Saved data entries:
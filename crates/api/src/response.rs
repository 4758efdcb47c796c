//! Shared response envelope types for API handlers.
//!
//! All API responses use a `{ "data": ... }` envelope. Use [`DataResponse`]
//! instead of ad-hoc `serde_json::json!({ "data": ... })`.

use serde::Serialize;

/// Standard `{ "data": T }` response envelope.
#[derive(Debug, Serialize)]
pub struct DataResponse<T: Serialize> {
    pub data: T,
}

/// Payload for operations whose only result is an acknowledgement.
#[derive(Debug, Serialize)]
pub struct MessageResponse {
    pub message: &'static str,
}

impl DataResponse<MessageResponse> {
    pub fn message(message: &'static str) -> Self {
        Self {
            data: MessageResponse { message },
        }
    }
}
//! Domain vocabulary shared by every warden crate.
//!
//! Nothing in here performs I/O: ids and timestamps, the HTTP-agnostic
//! [`error::CoreError`], token kinds, expiry-duration parsing, auth
//! providers, role names and audit event names.

pub mod audit;
pub mod duration;
pub mod error;
pub mod hashing;
pub mod providers;
pub mod roles;
pub mod tokens;
pub mod types;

» Exercise brief
Above are the records; repeat exactly the lines from the one holding "pub struct MessageResponse" down to the one holding "pub mod roles;", end lines included.

» Written reply
pub struct MessageResponse {
    pub message: &'static str,
}

impl DataResponse<MessageResponse> {
    pub fn message(message: &'static str) -> Self {
        Self {
            data: MessageResponse { message },
        }
    }
}
//! Domain vocabulary shared by every warden crate.
//!
//! Nothing in here performs I/O: ids and timestamps, the HTTP-agnostic
//! [`error::CoreError`], token kinds, expiry-duration parsing, auth
//! providers, role names and audit event names.

pub mod audit;
pub mod duration;
pub mod error;
pub mod hashing;
pub mod providers;
pub mod roles;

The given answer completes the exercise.